Il y a un phénomène assez particulier avec le film Origami. Il ne faut pas parler de la « vraie histoire » derrière la production. Le fait que vous sachiez qu'il s'agit d'un drame explorant le phénomène du voyage dans le temps est suffisant. En connaissant la suite, les détails de la trame narrative, on prive le public d'un étonnement qui pourrait entacher considérablement son appréciation de l'oeuvre.

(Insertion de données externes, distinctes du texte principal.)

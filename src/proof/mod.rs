//! Storage proofs
//!
//! Lets a node check that a remote peer still holds the exact bytes of a
//! block without downloading it again.

pub mod evidence;
mod ledger;

pub use evidence::{Evidence, EvidencePair};
pub use ledger::{answer_challenge, BlockRecord, ProofError, ProofLedger};
impl ProofLedger {
    pub fn new(config: &ProofConfig) -> Self {
        Self::with_salt_source(config, Arc::new(OsSaltSource))
    }

    pub fn with_salt_source(config: &ProofConfig, salts: Arc<dyn SaltSource>) -> Self {
        Self {
            blocks: DashMap::new(),
            salts,
            salt_len: config.salt_len,
            max_window_hours: config.max_window_hours,
        }
    }

    /// Register a block handed to `peer`, valid until `valid_until`
    pub fn add_block(
        &self,
        payload: &[u8],
        shards: Vec<ShardId>,
        peer: PeerId,
        valid_until: DateTime<Utc>,
    ) -> BlockId {
        self.add_block_at(Utc::now(), payload, shards, peer, valid_until)
    }

    /// [`ProofLedger::add_block`] with an explicit creation time
    ///
    /// Re-adding a payload that is already registered keeps the existing
    /// calendar.
    pub fn add_block_at(
        &self,
        now: DateTime<Utc>,
        payload: &[u8],
        shards: Vec<ShardId>,
        peer: PeerId,
        valid_until: DateTime<Utc>,
    ) -> BlockId {
        let block_id = ContentHash::from_data(payload);
        if self.blocks.contains_key(&block_id) {
            debug!("Block {} already in ledger", block_id);
            return block_id;
        }

        let evidence = Evidence::generate(
            payload,
            now,
            valid_until,
            self.max_window_hours,
            self.salt_len,
            self.salts.as_ref(),
        );
        if evidence.last_hour() < floor_to_hour(valid_until) {
            warn!(
                "Block {} valid until {} but challenges stop after {}",
                block_id,
                valid_until,
                evidence.last_hour()
            );
        }

        match self.blocks.entry(block_id) {
            Entry::Occupied(_) => debug!("Block {} already in ledger", block_id),
            Entry::Vacant(slot) => {
                let hours = evidence.len();
                slot.insert(BlockRecord {
                    evidence,
                    assigned_peer: peer,
                    shards,
                    valid_until,
                });
                info!("Block {} assigned to {} with {} hourly challenges", block_id, peer, hours);
            }
        }

        block_id
    }

    /// Salt to send a holder when auditing at `at`
    pub fn get_challenge_salt(&self, block_id: &BlockId, at: DateTime<Utc>) -> Result<Vec<u8>, ProofError> {
        self.with_pair(block_id, at, |pair| pair.salt.clone())
    }

    /// Whether `candidate` is exactly the expected answer for `at`
    pub fn confirm_hash(
        &self,
        block_id: &BlockId,
        at: DateTime<Utc>,
        candidate: &str,
    ) -> Result<bool, ProofError> {
        self.with_pair(block_id, at, |pair| pair.expected == candidate)
    }

    /// Challenge message for the hour covering `at`
    pub fn challenge(&self, block_id: &BlockId, at: DateTime<Utc>) -> Result<EvidenceMessage, ProofError> {
        let salt = self.get_challenge_salt(block_id, at)?;
        Ok(EvidenceMessage::challenge(*block_id, salt))
    }

    /// Check a holder's reply
    ///
    /// A reply of the wrong kind or with a non-UTF-8 payload is a failed
    /// audit, not an error.
    pub fn verify_response(&self, response: &EvidenceMessage, at: DateTime<Utc>) -> Result<bool, ProofError> {
        let candidate = match (response.kind, std::str::from_utf8(&response.payload)) {
            (EvidenceKind::Response, Ok(candidate)) => candidate,
            _ => {
                // Still surface NotFound for unknown blocks or hours.
                self.with_pair(&response.block_id, at, |_| ())?;
                return Ok(false);
            }
        };
        self.confirm_hash(&response.block_id, at, candidate)
    }

    fn with_pair<T>(
        &self,
        block_id: &BlockId,
        at: DateTime<Utc>,
        f: impl FnOnce(&EvidencePair) -> T,
    ) -> Result<T, ProofError> {
        let record = self.blocks.get(block_id).ok_or(ProofError::NotFound {
            block_id: *block_id,
            index: None,
        })?;

        let evidence = &record.evidence;
        let pair = evidence
            .index_at(at)
            .and_then(|idx| evidence.pair(idx))
            .ok_or(ProofError::NotFound {
                block_id: *block_id,
                index: Some(hours_between(evidence.start(), at)),
            })?;

        Ok(f(pair))
    }

    /// Forget a block; true if it was present
    pub fn remove_block(&self, block_id: &BlockId) -> bool {
        let removed = self.blocks.remove(block_id).is_some();
        if removed {
            debug!("Removed block {} from ledger", block_id);
        }
        removed
    }

    /// Drop every block not in `live`, returning how many went
    pub fn remove_all_except(&self, live: &HashSet<BlockId>) -> usize {
        let before = self.blocks.len();
        self.blocks.retain(|id, _| live.contains(id));
        let removed = before.saturating_sub(self.blocks.len());
        if removed > 0 {
            info!("Garbage-collected {} blocks from ledger", removed);
        }
        removed
    }

    pub fn contains(&self, block_id: &BlockId) -> bool {
        self.blocks.contains_key(block_id)
    }

    pub fn assigned_peer(&self, block_id: &BlockId) -> Option<PeerId> {
        self.blocks.get(block_id).map(|r| r.assigned_peer)
    }

    pub fn contained_shards(&self, block_id: &BlockId) -> Option<Vec<ShardId>> {
        self.blocks.get(block_id).map(|r| r.shards.clone())
    }

    pub fn valid_until(&self, block_id: &BlockId) -> Option<DateTime<Utc>> {
        self.blocks.get(block_id).map(|r| r.valid_until)
    }

    /// Blocks currently assigned to `peer`
    pub fn blocks_for_peer(&self, peer: &PeerId) -> Vec<BlockId> {
        self.blocks
            .iter()
            .filter(|entry| entry.assigned_peer == *peer)
            .map(|entry| *entry.key())
            .collect()
    }

    pub fn block_ids(&self) -> Vec<BlockId> {
        self.blocks.iter().map(|entry| *entry.key()).collect()
    }

    pub fn len(&self) -> usize {
        self.blocks.len()
    }

    pub fn is_empty(&self) -> bool {
        self.blocks.is_empty()
    }

    pub fn serialize(&self) -> Result<Vec<u8>, SnapshotError> {
        let blocks = self
            .blocks
            .iter()
            .map(|entry| (*entry.key(), entry.value().clone()))
            .collect();
        snapshot::write(&LedgerSnapshot { blocks })
    }

    pub fn deserialize(bytes: &[u8], config: &ProofConfig) -> Result<Self, SnapshotError> {
        let snapshot: LedgerSnapshot = snapshot::read(bytes)?;
        let ledger = Self::new(config);
        for (id, record) in snapshot.blocks {
            if record.evidence.is_empty() {
                return Err(SnapshotError::MalformedState(format!(
                    "block {} has no evidence",
                    id
                )));
            }
            ledger.blocks.insert(id, record);
        }
        Ok(ledger)
    }
}
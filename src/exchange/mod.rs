//! Storage exchange accounting
//!
//! Keeps what we store for each peer and what each peer stores for us
//! within a bounded imbalance, so nobody can free-ride.

mod book;
mod contract;

pub use book::ExchangeBook;
pub use contract::{ExchangeContract, ExchangeError, Side};
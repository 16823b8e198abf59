//! Content addressing using BLAKE3
//!
//! Shards and blocks are both named by the hash of their bytes, so
//! identical content always maps to the same identifier and re-adding
//! it is a no-op.

use serde::{Deserialize, Serialize};
use std::fmt;

/// A 256-bit content-addressed identifier
#[derive(Clone, Copy, PartialEq, Eq, PartialOrd, Ord, Hash, Serialize, Deserialize)]
pub struct ContentHash(pub [u8; 32]);

/// Identifier of a raw shard
pub type ShardId = ContentHash;

/// Identifier of a packaged block
pub type BlockId = ContentHash;

impl ContentHash {
    /// Compute the identifier for given data
    pub fn from_data(data: &[u8]) -> Self {
        let hash = blake3::hash(data);
        Self(*hash.as_bytes())
    }

    pub fn from_bytes(bytes: [u8; 32]) -> Self {
        Self(bytes)
    }

    pub fn as_bytes(&self) -> &[u8; 32] {
        &self.0
    }

    pub fn to_hex(&self) -> String {
        hex::encode(self.0)
    }

    pub fn from_hex(s: &str) -> Result<Self, hex::FromHexError> {
        let bytes = hex::decode(s)?;
        let arr: [u8; 32] = bytes
            .try_into()
            .map_err(|_| hex::FromHexError::InvalidStringLength)?;
        Ok(Self(arr))
    }
}

impl fmt::Display for ContentHash {
    fn fmt(&self, f: &mut fmt::Formatter<'_>) -> fmt::Result {
        write!(f, "{}", self.to_hex())
    }
}

impl fmt::Debug for ContentHash {
    fn fmt(&self, f: &mut fmt::Formatter<'_>) -> fmt::Result {
        write!(f, "ContentHash({}...)", &self.to_hex()[..8])
    }
}

/// Verify that data matches its claimed identifier
pub fn verify_content(id: &ContentHash, data: &[u8]) -> bool {
    ContentHash::from_data(data) == *id
}

/// Lowercase hex of `blake3(salt || data)`.
///
/// This is the answer a holder returns for a storage challenge and the
/// value the auditing side precomputes for each hour of a block's window.
pub fn salted_hash(salt: &[u8], data: &[u8]) -> String {
    let mut hasher = blake3::Hasher::new();
    hasher.update(salt);
    hasher.update(data);
    hasher.finalize().to_hex().to_string()
}
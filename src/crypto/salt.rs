//! Random salt sources
//!
//! Packaging and evidence generation draw salts through this trait so that
//! tests can substitute a seeded generator.

use rand::rngs::OsRng;
use rand::RngCore;

/// A source of unpredictable salt bytes
pub trait SaltSource: Send + Sync {
    fn fill(&self, buf: &mut [u8]);

    fn salt(&self, len: usize) -> Vec<u8> {
        let mut buf = vec![0u8; len];
        self.fill(&mut buf);
        buf
    }
}

/// Operating system CSPRNG
#[derive(Debug, Clone, Copy, Default)]
pub struct OsSaltSource;

impl SaltSource for OsSaltSource {
    fn fill(&self, buf: &mut [u8]) {
        OsRng.fill_bytes(buf);
    }
}
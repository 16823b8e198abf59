//! Messages exchanged with storage peers
//!
//! Framing is left to the transport; these are the payloads it carries.

use serde::{Deserialize, Serialize};

use crate::crypto::{BlockId, ShardId};

/// Discriminates the two halves of a storage audit
#[derive(Debug, Clone, Copy, PartialEq, Eq, Serialize, Deserialize)]
pub enum EvidenceKind {
    /// Payload is the salt for the current hour
    Challenge,
    /// Payload is the holder's lowercase hex `hash(salt || block)`
    Response,
}

/// Audit payload for one block
#[derive(Debug, Clone, PartialEq, Eq, Serialize, Deserialize)]
pub struct EvidenceMessage {
    pub block_id: BlockId,
    pub kind: EvidenceKind,
    pub payload: Vec<u8>,
}

impl EvidenceMessage {
    pub fn challenge(block_id: BlockId, salt: Vec<u8>) -> Self {
        Self {
            block_id,
            kind: EvidenceKind::Challenge,
            payload: salt,
        }
    }

    pub fn response(block_id: BlockId, hash_hex: String) -> Self {
        Self {
            block_id,
            kind: EvidenceKind::Response,
            payload: hash_hex.into_bytes(),
        }
    }
}

/// Requests sent to a peer by the orchestration layer
#[derive(Debug, Clone, Serialize, Deserialize)]
pub enum PeerMessage {
    /// Store an encrypted block
    StoreBlock { block_id: BlockId, data: Vec<u8> },
    /// Fetch a previously stored block back
    FetchBlock { block_id: BlockId },
    /// Drop a block we no longer need held
    DeleteBlock { block_id: BlockId },
    /// Storage audit
    Evidence(EvidenceMessage),
    /// Announce shards we hold on the peer's behalf
    HoldingShards { shard_ids: Vec<ShardId> },
}

/// Reply to a [`PeerMessage`]
#[derive(Debug, Clone, Serialize, Deserialize)]
pub enum PeerReply {
    Ack,
    Block { block_id: BlockId, data: Vec<u8> },
    Evidence(EvidenceMessage),
    Refused { reason: String },
}
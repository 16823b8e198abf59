//! Key derivation and management using Argon2id
//!
//! A node derives one master key from the user's passphrase and from it a
//! distinct block key per storage relationship. The block key is the shared
//! secret both ends of that relationship use to seal and open blocks.

use argon2::{Algorithm, Argon2, Params, Version};
use libp2p::PeerId;
use rand::rngs::OsRng;
use rand::RngCore;
use zeroize::ZeroizeOnDrop;

/// Master key derived from user passphrase
/// Automatically zeroed when dropped
#[derive(ZeroizeOnDrop)]
pub struct MasterKey {
    key: [u8; 32],
}

impl MasterKey {
    /// Derive a master key from a passphrase
    ///
    /// Uses Argon2id with memory-hard parameters to resist brute force
    pub fn derive_from_passphrase(
        passphrase: &str,
        salt: &[u8; 16],
    ) -> Result<Self, argon2::Error> {
        // Memory: 64 MiB, Iterations: 3, Parallelism: 4
        let params = Params::new(64 * 1024, 3, 4, Some(32))?;
        let argon2 = Argon2::new(Algorithm::Argon2id, Version::V0x13, params);

        let mut key = [0u8; 32];
        argon2.hash_password_into(passphrase.as_bytes(), salt, &mut key)?;

        Ok(Self { key })
    }

    /// Generate a new random salt for key derivation
    pub fn generate_salt() -> [u8; 16] {
        let mut salt = [0u8; 16];
        OsRng.fill_bytes(&mut salt);
        salt
    }

    /// Derive the block key used for everything exchanged with `peer`
    pub fn derive_block_key(&self, peer: &PeerId) -> BlockKey {
        let mut hasher = blake3::Hasher::new_derive_key("peer-backup block key v1");
        hasher.update(&self.key);
        hasher.update(&peer.to_bytes());

        let mut key = [0u8; 32];
        hasher.finalize_xof().fill(&mut key);

        BlockKey { key }
    }
}

/// Symmetric key sealing packaged blocks
#[derive(Clone, ZeroizeOnDrop)]
pub struct BlockKey {
    key: [u8; 32],
}

impl BlockKey {
    pub fn from_bytes(key: [u8; 32]) -> Self {
        Self { key }
    }

    /// Fresh random key, for relationships not rooted in a passphrase
    pub fn generate() -> Self {
        let mut key = [0u8; 32];
        OsRng.fill_bytes(&mut key);
        Self { key }
    }

    pub fn as_bytes(&self) -> &[u8; 32] {
        &self.key
    }
}
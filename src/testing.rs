//! Shared fixtures for unit tests

use libp2p::PeerId;
use rand::rngs::StdRng;
use rand::{RngCore, SeedableRng};
use std::sync::Mutex;

use crate::crypto::SaltSource;

/// Deterministic peer identity derived from a single byte
pub fn test_peer(n: u8) -> PeerId {
    let bytes = [n; 32];
    let key = libp2p::identity::ed25519::SecretKey::try_from_bytes(bytes).unwrap();
    let keypair = libp2p::identity::ed25519::Keypair::from(key);
    PeerId::from(libp2p::identity::PublicKey::from(keypair.public()))
}

/// Salt source replaying a seeded generator
pub struct SeededSalts(Mutex<StdRng>);

impl SeededSalts {
    pub fn new(seed: u64) -> Self {
        Self(Mutex::new(StdRng::seed_from_u64(seed)))
    }
}

impl SaltSource for SeededSalts {
    fn fill(&self, buf: &mut [u8]) {
        self.0.lock().unwrap().fill_bytes(buf);
    }
}
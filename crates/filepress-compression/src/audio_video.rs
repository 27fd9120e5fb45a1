// FilePress - Content-aware file compression
// Copyright (C) 2025 FilePress Contributors
//
// This program is free software: you can redistribute it and/or modify
// it under the terms of the GNU Affero General Public License as published
// by the Free Software Foundation, either version 3 of the License, or
// (at your option) any later version.
//
// This program is distributed in the hope that it will be useful,
// but WITHOUT ANY WARRANTY; without even the implied warranty of
// MERCHANTABILITY or FITNESS FOR A PARTICULAR PURPOSE. See the
// GNU Affero General Public License for more details.

//! Audio and video strategy
//!
//! The upload is written to a temporary input file, transcoded into a
//! temporary output file with the same extension, and read back. Both files
//! are removed on every exit path by their [`TempFileHandle`] guards.
//!
//! [`TempFileHandle`]: crate::temp::TempFileHandle

use crate::classify::{extension_for_mime, extension_of, media_type_essence};
use crate::error::{StrategyError, StrategyResult};
use crate::temp::TempResourceManager;
use crate::transcoder::{TranscodeTarget, Transcoder};
use crate::Mode;
use serde::{Deserialize, Serialize};
use tracing::debug;

/// Whether an upload is treated as audio or video
#[derive(Debug, Clone, Copy, PartialEq, Eq, Hash, Serialize, Deserialize)]
#[serde(rename_all = "lowercase")]
pub enum MediaKind {
    /// Audio-only stream, encoded at a fixed bitrate
    Audio,
    /// Video stream, encoded at constant quality
    Video,
}

impl MediaKind {
    /// `audio/*` is audio, everything else routed here is video
    pub fn from_declared_type(declared_type: &str) -> Self {
        if media_type_essence(declared_type).starts_with("audio/") {
            MediaKind::Audio
        } else {
            MediaKind::Video
        }
    }

    /// Encoder parameters for this kind under `mode`
    pub fn target(self, mode: Mode) -> TranscodeTarget {
        match self {
            MediaKind::Video => TranscodeTarget::Video {
                crf: mode.crf(),
                preset: mode.preset().to_string(),
            },
            MediaKind::Audio => TranscodeTarget::Audio {
                bitrate_kbps: mode.audio_bitrate_kbps(),
            },
        }
    }
}

/// Container extension for an upload
///
/// The file name wins; the declared type is the fallback.
pub fn container_extension(declared_type: &str, file_name: &str) -> StrategyResult<String> {
    let ext = extension_of(file_name);
    if !ext.is_empty() {
        return Ok(ext);
    }
    extension_for_mime(declared_type)
        .map(str::to_string)
        .ok_or_else(|| StrategyError::UnknownContainer(file_name.to_string()))
}

/// Transcoding strategy backed by temp files
#[derive(Debug, Clone)]
pub struct AudioVideoStrategy {
    transcoder: Transcoder,
    temp: TempResourceManager,
}

impl AudioVideoStrategy {
    /// Create a strategy around a shared transcoder
    pub fn new(transcoder: Transcoder, temp: TempResourceManager) -> Self {
        Self { transcoder, temp }
    }

    /// Shared transcoder
    pub fn transcoder(&self) -> &Transcoder {
        &self.transcoder
    }

    /// Temp file manager
    pub fn temp(&self) -> &TempResourceManager {
        &self.temp
    }

    /// Transcode `data`, keeping the container given by `ext`
    pub async fn compress(
        &self,
        data: &[u8],
        mode: Mode,
        kind: MediaKind,
        ext: &str,
    ) -> StrategyResult<Vec<u8>> {
        let input = self.temp.acquire("input", ext)?;
        let output = self.temp.acquire("output", ext)?;

        tokio::fs::write(input.path(), data)
            .await
            .map_err(StrategyError::TempIo)?;

        self.transcoder
            .transcode(input.path(), output.path(), &kind.target(mode))
            .await?;

        let bytes = tokio::fs::read(output.path())
            .await
            .map_err(StrategyError::TempIo)?;
        if bytes.is_empty() {
            return Err(StrategyError::EmptyOutput);
        }

        debug!(
            kind = ?kind,
            input_size = data.len(),
            output_size = bytes.len(),
            "Transcoded media"
        );
        Ok(bytes)
    }
}

impl Default for AudioVideoStrategy {
    fn default() -> Self {
        Self::new(Transcoder::default(), TempResourceManager::default())
    }
}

Ce n'est pas faux de dire que cette surprise provoquée par la divulgation du « drame » qui amène le protagoniste à vouloir se déplacer sur sa propre ligne du temps est suffisamment intéressante pour vouloir la protéger. Reste que le long métrage est construit de façon si chaotique que l'intérêt du spectateur se dissout rapidement, et ce malgré la présence de cette surprise.
Rendre un film déconstruit cohérent est un défi de taille que Patrick Demers n'est malheureusement pas parvenu à accomplir. On aurait tellement voulu qu'Origami soit notre Memento québécois, mais il ne s'avère être qu'un petit film de genre audacieux qui tombe vite à plat. On apprécie le fait que le réalisateur joue avec son public, entre folie et science-fiction, mais il aurait quand même fallu être plus explicite pour ne pas perdre trop de cinéphiles en cours de route. Le cinéaste aurait pu s'amuser encore davantage avec notre esprit, sans pour autant confondre le spectateur.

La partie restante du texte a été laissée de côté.